Cette déclaration abrupte de Sevanna fit sursauter plusieurs femmes. Les joues rondes de Tion pâlirent, Modarra lui tapotant l’épaule pour la rassurer. Si elle avait été un peu moins grande, Modarra aurait pu être jolie – à condition de cesser de materner toutes les malheureuses qui lui tombaient sous la main.

Avec une concentration excessive, Alarys s’efforça de rectifier les plis de sa jupe, déjà impeccablement déployée autour d’elle. Une tentative d’ignorer ce qu’elle ne voulait pas regarder en face.

Meira pinça les lèvres, mais était-ce à cause de l’angoisse que le Car’a’carn inspirait à ses compagnes, ou de celle qu’il instillait en elle ?

De fait, il y avait toutes les raisons de crever de peur.
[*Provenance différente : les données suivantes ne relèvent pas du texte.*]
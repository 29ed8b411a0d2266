//! End-to-end scenario tests for the tracking pipeline: the concrete cases
//! and boundary behaviors that a collective-event tracker must satisfy.

use arcos_track::{Column, ClusteringConfig, Raster, Table, track_events_dataframe, track_events_image};

fn dataframe_config(eps: f64, eps_prev: f64, min_cluster_size: usize, n_prev: usize) -> ClusteringConfig {
    ClusteringConfig::new("dbscan", eps)
        .with_eps_prev(eps_prev)
        .with_min_cluster_size(min_cluster_size)
        .with_n_prev(n_prev)
}

fn table_xy(frames: &[i64], xs: &[f64], ys: &[f64]) -> Table {
    Table::new()
        .with_column("frame", Column::I64(frames.to_vec()))
        .unwrap()
        .with_column("x", Column::F64(xs.to_vec()))
        .unwrap()
        .with_column("y", Column::F64(ys.to_vec()))
        .unwrap()
}

#[test]
fn single_stationary_cluster_three_frames() {
    let table = table_xy(
        &[0, 0, 1, 1, 2, 2],
        &[0.0, 0.0, 0.0, 0.0, 0.0, 0.0],
        &[0.0, 1.0, 0.0, 1.0, 0.0, 1.0],
    );
    let config = dataframe_config(1.5, 1.5, 2, 1);
    let result = track_events_dataframe(
        &table,
        &config,
        ["x".to_string(), "y".to_string()],
        "frame".to_string(),
        None,
        None,
        "clTrackID".to_string(),
    )
    .unwrap();

    let ids = result.column("clTrackID").unwrap().as_i64().unwrap();
    assert_eq!(ids, &[1, 1, 1, 1, 1, 1]);
}

#[test]
fn two_independent_clusters_mint_in_ascending_label_order() {
    let table = table_xy(
        &[0, 0, 0, 0, 1, 1, 1, 1],
        &[0.0, 0.0, 10.0, 10.0, 0.0, 0.0, 10.0, 10.0],
        &[0.0, 1.0, 10.0, 11.0, 0.0, 1.0, 10.0, 11.0],
    );
    let config = dataframe_config(1.5, 1.5, 2, 1);
    let result = track_events_dataframe(
        &table,
        &config,
        ["x".to_string(), "y".to_string()],
        "frame".to_string(),
        None,
        None,
        "clTrackID".to_string(),
    )
    .unwrap();

    let ids = result.column("clTrackID").unwrap().as_i64().unwrap();
    assert_eq!(ids, &[1, 1, 2, 2, 1, 1, 2, 2]);
}

#[test]
fn drift_within_eps_prev_inherits_the_same_id() {
    let table = table_xy(&[0, 0, 1, 1], &[0.0, 0.0, 0.5, 0.5], &[0.0, 1.0, 0.5, 1.5]);
    let config = dataframe_config(1.5, 1.0, 2, 1);
    let result = track_events_dataframe(
        &table,
        &config,
        ["x".to_string(), "y".to_string()],
        "frame".to_string(),
        None,
        None,
        "clTrackID".to_string(),
    )
    .unwrap();

    let ids = result.column("clTrackID").unwrap().as_i64().unwrap();
    assert_eq!(ids, &[1, 1, 1, 1]);
}

#[test]
fn drift_beyond_eps_prev_mints_a_fresh_id() {
    let table = table_xy(&[0, 0, 1, 1], &[0.0, 0.0, 0.5, 0.5], &[0.0, 1.0, 0.5, 1.5]);
    let config = dataframe_config(1.5, 0.2, 2, 1);
    let result = track_events_dataframe(
        &table,
        &config,
        ["x".to_string(), "y".to_string()],
        "frame".to_string(),
        None,
        None,
        "clTrackID".to_string(),
    )
    .unwrap();

    let ids = result.column("clTrackID").unwrap().as_i64().unwrap();
    assert_eq!(ids, &[1, 1, 2, 2]);
}

#[test]
fn gap_exceeding_memory_depth_mints_a_fresh_id_after_an_empty_frame() {
    let table = table_xy(&[0, 0, 2, 2], &[0.0, 0.0, 0.0, 0.0], &[0.0, 1.0, 0.0, 1.0]);
    let config = dataframe_config(1.5, 1.5, 2, 1);
    let result = track_events_dataframe(
        &table,
        &config,
        ["x".to_string(), "y".to_string()],
        "frame".to_string(),
        None,
        None,
        "clTrackID".to_string(),
    )
    .unwrap();

    assert_eq!(result.len(), 4);
    let ids = result.column("clTrackID").unwrap().as_i64().unwrap();
    assert_eq!(ids, &[1, 1, 2, 2]);
}

#[test]
fn propagation_threshold_not_met_mints_fresh_instead_of_inheriting() {
    // Frame 0: a single point, minting id 1. Frame 1: a chain of three
    // points (density-connected under eps=1.5) forming one cluster, but
    // only the first is within epsPrev=0.5 of the single memory point.
    // With propagationThreshold=2, that one eligible neighbor is not
    // enough to inherit, so the whole cluster mints a fresh id.
    let table = table_xy(&[0, 1, 1, 1], &[0.0, 0.1, 1.0, 1.9], &[0.0, 0.0, 0.0, 0.0]);
    let config = dataframe_config(1.5, 0.5, 1, 1).with_propagation_threshold(2);
    let result = track_events_dataframe(
        &table,
        &config,
        ["x".to_string(), "y".to_string()],
        "frame".to_string(),
        None,
        None,
        "clTrackID".to_string(),
    )
    .unwrap();

    let ids = result.column("clTrackID").unwrap().as_i64().unwrap();
    assert_eq!(ids[0], 1);
    assert_eq!(&ids[1..], &[2, 2, 2]);
}

#[test]
fn singleton_cluster_with_min_cluster_size_one_is_produced() {
    let table = table_xy(&[0], &[0.0], &[0.0]);
    let config = dataframe_config(1.0, 1.0, 1, 1);
    let result = track_events_dataframe(
        &table,
        &config,
        ["x".to_string(), "y".to_string()],
        "frame".to_string(),
        None,
        None,
        "clTrackID".to_string(),
    )
    .unwrap();

    let ids = result.column("clTrackID").unwrap().as_i64().unwrap();
    assert_eq!(ids, &[1]);
}

#[test]
fn memory_drains_after_n_prev_empty_frames_but_ids_keep_climbing() {
    // frame 0 has a cluster (mints id 1), frames 1 and 2 are empty (nPrev=1
    // means memory is empty again by frame 2), frame 3 repeats the cluster
    // and must mint id 2, not reuse id 1.
    let table = table_xy(
        &[0, 0, 3, 3],
        &[0.0, 0.0, 0.0, 0.0],
        &[0.0, 1.0, 0.0, 1.0],
    );
    let config = dataframe_config(1.5, 1.5, 2, 1);
    let result = track_events_dataframe(
        &table,
        &config,
        ["x".to_string(), "y".to_string()],
        "frame".to_string(),
        None,
        None,
        "clTrackID".to_string(),
    )
    .unwrap();

    let ids = result.column("clTrackID").unwrap().as_i64().unwrap();
    assert_eq!(ids, &[1, 1, 2, 2]);
}

#[test]
fn raster_round_trip_diagonal_drift() {
    // 3 frames of a 4x4 image, a single active voxel drifting diagonally.
    let shape = vec![3, 4, 4];
    let mut data = vec![0i64; 3 * 4 * 4];
    data[0] = 1;
    data[1 * 16 + 1 * 4 + 1] = 1;
    data[2 * 16 + 2 * 4 + 2] = 1;
    let raster = Raster::new(shape.clone(), data);

    let config = dataframe_config(1.5, 1.5, 1, 1);
    let result = track_events_image::<2>(&raster, "TXY", &config).unwrap();
    assert_eq!(result.shape, shape);
    assert!(result.data.iter().all(|&v| v == 0 || v == 1));
    assert_eq!(result.data.iter().filter(|&&v| v == 1).count(), 3);
}

#[test]
fn raster_round_trip_with_eps_prev_zero_mints_a_new_id_every_frame() {
    let shape = vec![3, 4, 4];
    let mut data = vec![0i64; 3 * 4 * 4];
    data[0] = 1;
    data[1 * 16 + 1 * 4 + 1] = 1;
    data[2 * 16 + 2 * 4 + 2] = 1;
    let raster = Raster::new(shape.clone(), data);

    let config = dataframe_config(1.5, 0.0, 1, 1);
    let result = track_events_image::<2>(&raster, "TXY", &config).unwrap();
    assert_eq!(result.data[0], 1);
    assert_eq!(result.data[1 * 16 + 1 * 4 + 1], 2);
    assert_eq!(result.data[2 * 16 + 2 * 4 + 2], 3);
}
Deux jours après la bataille, moins de vingt mille guerriers s’étaient regroupés autour de Sevanna. Thevara et la plupart des Matriarches qui l’avaient accompagnée à l’ouest manquaient toujours à l’appel, et dans ce lot, il y avait toutes les partisanes restantes de Sevanna, mis à part le groupe avec lequel elle se trouvait. Si certaines des « disparues » étaient sûrement en route pour la Dague de Fléau de sa Lignée, beaucoup de Matriarches ne verraient plus jamais le soleil se lever. Une telle boucherie – tant de morts en quelques heures – n’avait pas d’équivalent dans l’histoire des Aiels. Les algai’d’siswai eux-mêmes n’étaient pas disposés à danser avec les lances avant longtemps.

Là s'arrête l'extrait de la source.